WHAT IS EXPECTED: Check every line of the material for the word "Local". Copy those that have it.

◆ ◆ ◆ ◆ ◆ ◆ ◆

//! Command-line client for a fileshelf server.
//!
//! ```text
//! shelf <addr> list
//! shelf <addr> upload <path>
//! shelf <addr> download <name> [dest-dir]
//! ```

use std::net::SocketAddr;
use std::path::PathBuf;

use chrono::{TimeZone, Utc};
use tokio_util::sync::CancellationToken;
use tracing_subscriber::EnvFilter;

use fileshelf_client::FileClient;

fn usage() -> ! {
    eprintln!("usage: shelf <addr> list");
    eprintln!("       shelf <addr> upload <path>");
    eprintln!("       shelf <addr> download <name> [dest-dir]");
    std::process::exit(2);
}

#[tokio::main]
async fn main() -> Result<(), Box<dyn std::error::Error>> {
    tracing_subscriber::fmt()
        .with_env_filter(
            EnvFilter::try_from_default_env().unwrap_or_else(|_| EnvFilter::new("warn")),
        )
        .init();

    let mut args = std::env::args().skip(1);
    let addr: SocketAddr = match args.next() {
        Some(a) => a.parse()?,
        None => usage(),
    };
    let client = FileClient::new(addr);
    let cancel = CancellationToken::new();

    match args.next().as_deref() {
        Some("list") => {
            for file in client.list(&cancel).await? {
                let modified = Utc
                    .timestamp_opt(file.modified_at, 0)
                    .single()
                    .map(|t| t.to_rfc3339())
                    .unwrap_or_default();
                println!("{modified}\t{}\t{}", file.size, file.name);
            }
        }
        Some("upload") => {
            let path = args.next().map(PathBuf::from).unwrap_or_else(|| usage());
            let result = client.upload(&path, &cancel).await?;
            if result.is_ok() {
                println!("uploaded {} bytes", result.bytes_transferred);
            } else {
                eprintln!(
                    "upload failed: server received {} bytes but sizes diverged",
                    result.bytes_transferred
                );
                std::process::exit(1);
            }
        }
        Some("download") => {
            let name = match args.next() {
                Some(n) => n,
                None => usage(),
            };
            let dest = args.next().map(PathBuf::from).unwrap_or_else(|| PathBuf::from("."));
            let (metadata, result) = client.download(&name, &dest, &cancel).await?;
            println!(
                "downloaded {} ({} bytes) into {}",
                metadata.filename,
                result.bytes_transferred,
                dest.display()
            );
        }
        _ => usage(),
    }

    Ok(())
}
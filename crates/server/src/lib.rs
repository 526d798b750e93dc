//! TCP server exposing the fileshelf RPC surface over a storage root.
//!
//! One connection carries one call (list, upload or download). Each
//! accepted connection runs on its own task; transfers for different
//! files share no state beyond the storage root and the per-filename
//! lock map.

mod handlers;
mod server;

pub use server::{FileServer, ServerConfig};

/// Socket read/write buffer size (256 KB).
pub const WIRE_BUFFER_SIZE: usize = 256 * 1024;
//! Per-call handlers for the three operations.
//!
//! Handlers are generic over the stream halves so they can run against
//! in-memory buffers in tests.

use std::path::Path;
use std::time::UNIX_EPOCH;

use tokio::io::{AsyncRead, AsyncWrite, AsyncWriteExt};
use tokio_util::sync::CancellationToken;
use tracing::{info, warn};

use fileshelf_protocol::wire::{self, DownloadReply, UploadReply};
use fileshelf_protocol::{FileDescriptor, TransferLimits, TransferMetadata, WireError};
use fileshelf_transfer::{
    ChunkReader, ChunkWriter, FileLocks, TransferError, validate_file_name, verify_size,
};

/// Enumerates regular files in the storage root.
///
/// The listing is sorted by name so repeated calls with no intervening
/// writes return identical descriptor sets.
pub(crate) async fn handle_list<W: AsyncWrite + Unpin>(
    root: &Path,
    writer: &mut W,
) -> Result<(), TransferError> {
    let mut entries = tokio::fs::read_dir(root).await.map_err(TransferError::Local)?;
    let mut files = Vec::new();

    while let Some(entry) = entries.next_entry().await.map_err(TransferError::Local)? {
        let meta = entry.metadata().await.map_err(TransferError::Local)?;
        if !meta.is_file() {
            continue;
        }
        let modified_at = meta
            .modified()
            .ok()
            .and_then(|t| t.duration_since(UNIX_EPOCH).ok())
            .map(|d| d.as_secs() as i64)
            .unwrap_or(0);
        files.push(FileDescriptor {
            name: entry.file_name().to_string_lossy().into_owned(),
            size: meta.len(),
            modified_at,
        });
    }

    files.sort_by(|a, b| a.name.cmp(&b.name));
    info!(count = files.len(), "listing sent");
    wire::write_descriptor_list(writer, &files).await?;
    Ok(())
}

/// Receives one file: metadata first, then the chunk sequence.
///
/// A size mismatch after a clean end of stream is reported through the
/// status byte, not as a call failure. Metadata and name problems are
/// rejected before any chunk is consumed. Mid-stream errors abort the
/// connection without a reply.
pub(crate) async fn handle_upload<R, W>(
    root: &Path,
    limits: TransferLimits,
    locks: &FileLocks,
    cancel: &CancellationToken,
    reader: &mut R,
    writer: &mut W,
) -> Result<(), TransferError>
where
    R: AsyncRead + Unpin,
    W: AsyncWrite + Unpin,
{
    let metadata = match wire::read_metadata(reader).await {
        Ok(md) => md,
        Err(WireError::MissingMetadata(reason)) => {
            warn!(reason, "upload rejected: bad metadata");
            wire::write_upload_reply(writer, &UploadReply::Rejected(reason.clone())).await?;
            return Err(TransferError::MissingMetadata(reason));
        }
        Err(e) => return Err(e.into()),
    };
    info!(
        filename = %metadata.filename,
        size = metadata.size,
        timestamp = %metadata.timestamp,
        "upload requested"
    );

    if let Err(e) = validate_file_name(&metadata.filename) {
        wire::write_upload_reply(writer, &UploadReply::Rejected(e.to_string())).await?;
        return Err(e);
    }
    if metadata.size > limits.max_transfer_size {
        let reason = format!(
            "declared size {} exceeds transfer ceiling {}",
            metadata.size, limits.max_transfer_size
        );
        wire::write_upload_reply(writer, &UploadReply::Rejected(reason.clone())).await?;
        return Err(TransferError::Protocol(reason));
    }

    // Serialize writers of the same name; the guard lives until return.
    let _guard = locks.acquire(&metadata.filename).await;

    let dest = root.join(&metadata.filename);
    let file = tokio::fs::File::create(&dest)
        .await
        .map_err(TransferError::Local)?;
    let mut sink = ChunkWriter::new(file);

    loop {
        if cancel.is_cancelled() {
            return Err(TransferError::Cancelled);
        }
        match wire::read_chunk(reader, limits.frame_cap).await? {
            Some(chunk) => {
                sink.write_chunk(&chunk).await?;
                if sink.bytes_written() > limits.max_transfer_size {
                    return Err(TransferError::Protocol(format!(
                        "transfer exceeds ceiling of {} bytes",
                        limits.max_transfer_size
                    )));
                }
            }
            None => break,
        }
    }
    sink.flush().await?;

    let received = sink.bytes_written();
    let status = verify_size(metadata.size, received);
    info!(
        filename = %metadata.filename,
        declared = metadata.size,
        received,
        ?status,
        "upload finished"
    );
    wire::write_upload_reply(writer, &UploadReply::Status(status)).await?;
    Ok(())
}

/// Sends one file: metadata as the first stream event, then chunks.
///
/// No trailing status frame exists in this direction; clean stream end
/// is the wire-level completion signal and the client performs the
/// authoritative size check.
pub(crate) async fn handle_download<R, W>(
    root: &Path,
    limits: TransferLimits,
    cancel: &CancellationToken,
    reader: &mut R,
    writer: &mut W,
) -> Result<(), TransferError>
where
    R: AsyncRead + Unpin,
    W: AsyncWrite + Unpin,
{
    let name = wire::read_name(reader).await?;
    info!(filename = %name, "download requested");

    if let Err(e) = validate_file_name(&name) {
        wire::write_download_reply(writer, &DownloadReply::Rejected(e.to_string())).await?;
        return Err(e);
    }

    let path = root.join(&name);
    let stat = match tokio::fs::metadata(&path).await {
        Ok(m) if m.is_file() => m,
        Ok(_) => {
            let reason = format!("not a regular file: {name}");
            wire::write_download_reply(writer, &DownloadReply::Rejected(reason)).await?;
            return Err(TransferError::NotFound(name));
        }
        Err(e) if e.kind() == std::io::ErrorKind::NotFound => {
            let reason = format!("no such file: {name}");
            wire::write_download_reply(writer, &DownloadReply::Rejected(reason)).await?;
            return Err(TransferError::NotFound(name));
        }
        Err(e) => return Err(TransferError::Local(e)),
    };

    wire::write_download_reply(writer, &DownloadReply::Accepted).await?;
    let metadata = TransferMetadata {
        filename: name.clone(),
        size: stat.len(),
        timestamp: chrono::Utc::now().to_rfc3339(),
    };
    wire::write_metadata(writer, &metadata).await?;

    let file = tokio::fs::File::open(&path)
        .await
        .map_err(TransferError::Local)?;
    let mut chunks = ChunkReader::new(file, limits.frame_cap);
    while let Some(chunk) = chunks.next_chunk().await? {
        if cancel.is_cancelled() {
            return Err(TransferError::Cancelled);
        }
        wire::write_chunk(writer, chunk).await?;
    }
    wire::write_end_marker(writer).await?;
    writer.flush().await.map_err(TransferError::Transport)?;

    info!(filename = %name, size = stat.len(), "download finished");
    Ok(())
}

◆ ◆ ◆ ◆ ◆ ◆ ◆

RESULT BELOW:
    let mut entries = tokio::fs::read_dir(root).await.map_err(TransferError::Local)?;
    while let Some(entry) = entries.next_entry().await.map_err(TransferError::Local)? {
        let meta = entry.metadata().await.map_err(TransferError::Local)?;
        .map_err(TransferError::Local)?;
        Err(e) => return Err(TransferError::Local(e)),
        .map_err(TransferError::Local)?;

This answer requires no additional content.